Le sort judiciaire de Jacob Zuma va, également, se jouer dans un futur proche et il n’est pas certain que les enquêtes, affaires, plaintes, procès suspendus au-dessus de sa tête comme autant d’épées de Damoclès, ne finissent pas par aboutir. Le bruit courrait, avant même les élections, qu’il ne remplirait pas son mandat et quitterait le pouvoir dans les dix-huit prochains mois. La situation est tendue sur plusieurs fronts. A la COSATU et dans les mines notamment.

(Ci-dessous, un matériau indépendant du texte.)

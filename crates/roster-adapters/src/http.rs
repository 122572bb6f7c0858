use std::time::Duration;

use anyhow::Context;
use roster_storage::UpstreamError;
use serde::de::DeserializeOwned;

#[derive(Debug, Clone)]
pub struct HttpConfig {
    pub timeout: Duration,
    pub user_agent: Option<String>,
}

impl Default for HttpConfig {
    fn default() -> Self {
        Self {
            timeout: Duration::from_secs(30),
            user_agent: Some(format!("roster-sync/{}", env!("CARGO_PKG_VERSION"))),
        }
    }
}

pub fn build_client(config: &HttpConfig) -> anyhow::Result<reqwest::Client> {
    let mut builder = reqwest::Client::builder()
        .gzip(true)
        .brotli(true)
        .timeout(config.timeout);

    if let Some(user_agent) = &config.user_agent {
        builder = builder.user_agent(user_agent.clone());
    }

    builder.build().context("building reqwest client")
}

/// Sends a prepared request and decodes the JSON body.
pub(crate) async fn send_json<T: DeserializeOwned>(
    request: reqwest::RequestBuilder,
) -> Result<T, UpstreamError> {
    let resp = UpstreamError::check_response(request.send().await?)?;
    let url = resp.url().to_string();
    let bytes = resp.bytes().await?;
    serde_json::from_slice(&bytes).map_err(|err| UpstreamError::Parse(format!("{url}: {err}")))
}

pub(crate) async fn send_text(request: reqwest::RequestBuilder) -> Result<String, UpstreamError> {
    let resp = UpstreamError::check_response(request.send().await?)?;
    Ok(resp.text().await?)
}

/// Decodes the handful of entities that show up in rendered titles:
/// named ones, decimal `&#8217;` and hex `&#x2019;`.
pub fn decode_html_entities(input: &str) -> String {
    let mut out = String::with_capacity(input.len());
    let mut rest = input;
    while let Some(start) = rest.find('&') {
        out.push_str(&rest[..start]);
        let tail = &rest[start..];
        let decoded = tail
            .find(';')
            .filter(|end| *end <= 10)
            .and_then(|end| decode_entity(&tail[1..end]).map(|c| (c, end)));
        match decoded {
            Some((ch, end)) => {
                out.push(ch);
                rest = &tail[end + 1..];
            }
            None => {
                out.push('&');
                rest = &tail[1..];
            }
        }
    }
    out.push_str(rest);
    out
}

fn decode_entity(name: &str) -> Option<char> {
    if let Some(num) = name.strip_prefix('#') {
        let code = match num.strip_prefix(['x', 'X']) {
            Some(hex) => u32::from_str_radix(hex, 16).ok()?,
            None => num.parse().ok()?,
        };
        return char::from_u32(code);
    }
    let ch = match name {
        "amp" => '&',
        "lt" => '<',
        "gt" => '>',
        "quot" => '"',
        "apos" => '\'',
        "nbsp" => '\u{a0}',
        "rsquo" => '\u{2019}',
        "lsquo" => '\u{2018}',
        "ndash" => '\u{2013}',
        "hellip" => '\u{2026}',
        _ => return None,
    };
    Some(ch)
}

#[cfg(test)]
mod tests {
    use super::*;

    #[test]
    fn rendered_titles_are_decoded() {
        assert_eq!(decode_html_entities("Simon &amp; Garfunkel"), "Simon & Garfunkel");
        assert_eq!(decode_html_entities("Guns N&#8217; Roses"), "Guns N\u{2019} Roses");
        assert_eq!(decode_html_entities("L&#x27;Impératrice"), "L'Impératrice");
    }

    #[test]
    fn stray_ampersands_survive() {
        assert_eq!(decode_html_entities("Gaz & Co"), "Gaz & Co");
        assert_eq!(decode_html_entities("a &bogus; b"), "a &bogus; b");
        assert_eq!(decode_html_entities("trailing &"), "trailing &");
    }

    #[test]
    fn client_builds_with_defaults() {
        assert!(build_client(&HttpConfig::default()).is_ok());
    }
}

Quelques jours seulement après la proclamation des résultats, cinq fédérations (19 syndicats) de la Confédération des syndicats sud-africains, la COSATU, alliée de l’ANC, ont porté plainte contre son président, Sdumo Dlamini, proche de Jacob Zuma, pour le forcer à convoquer un congrès spécial qui devra élire de nouveaux dirigeants. En tête, le puissant syndicat de la métallurgie, le NUMSA, a refusé de soutenir la campagne de l’ANC comme le fait officiellement la COSATU, et envisage même de créer un front uni anti-capitaliste. Soutenues par le secrétaire général Zwelinzima Vavi, également opposé à la politique menée par Jacob Zuma, exclu il y a quelques mois, mais qui vient de retrouver son poste sur une décision de justice, les fédérations dissidentes sont parmi les plus importantes : la fédération des métallos, des travailleurs de l’alimentation et alliés (FAWU), le syndicat des joueurs de football (SAFPU), des travailleurs municipaux (SAMWU), l’organisation démocratique des infirmières (DNOSA), des travailleurs du commerce, du catering et alliés (SACCAWU) et des travailleurs de l’État et alliés (SASAWU).
La crise au sein de la COSATU est une longue histoire, mais les syndicats contestataires avaient décidé de ne pas perturber la période électorale. Ils avaient demandé officiellement et dans les règles, la convocation de ce congrès en septembre 2013, en vain. Le Comité central exécutif réuni en février 2014 violait la constitution de la COSATU en persistant dans ce refus. La demande de ce congrès spécial avait été provoquée, entre autres raisons, par le massacre des mineurs de Marikana en août 2012, l’exclusion de Vavi, les dérives « capitalistes » de la direction de la COSATU et son soutien sans nuance et inconditionnel à Jacob Zuma dans les différents scandales qui ont entaché sa présidence. Le conflit au sein de la COSATU pourrait s’envenimer encore davantage dans les semaines à venir.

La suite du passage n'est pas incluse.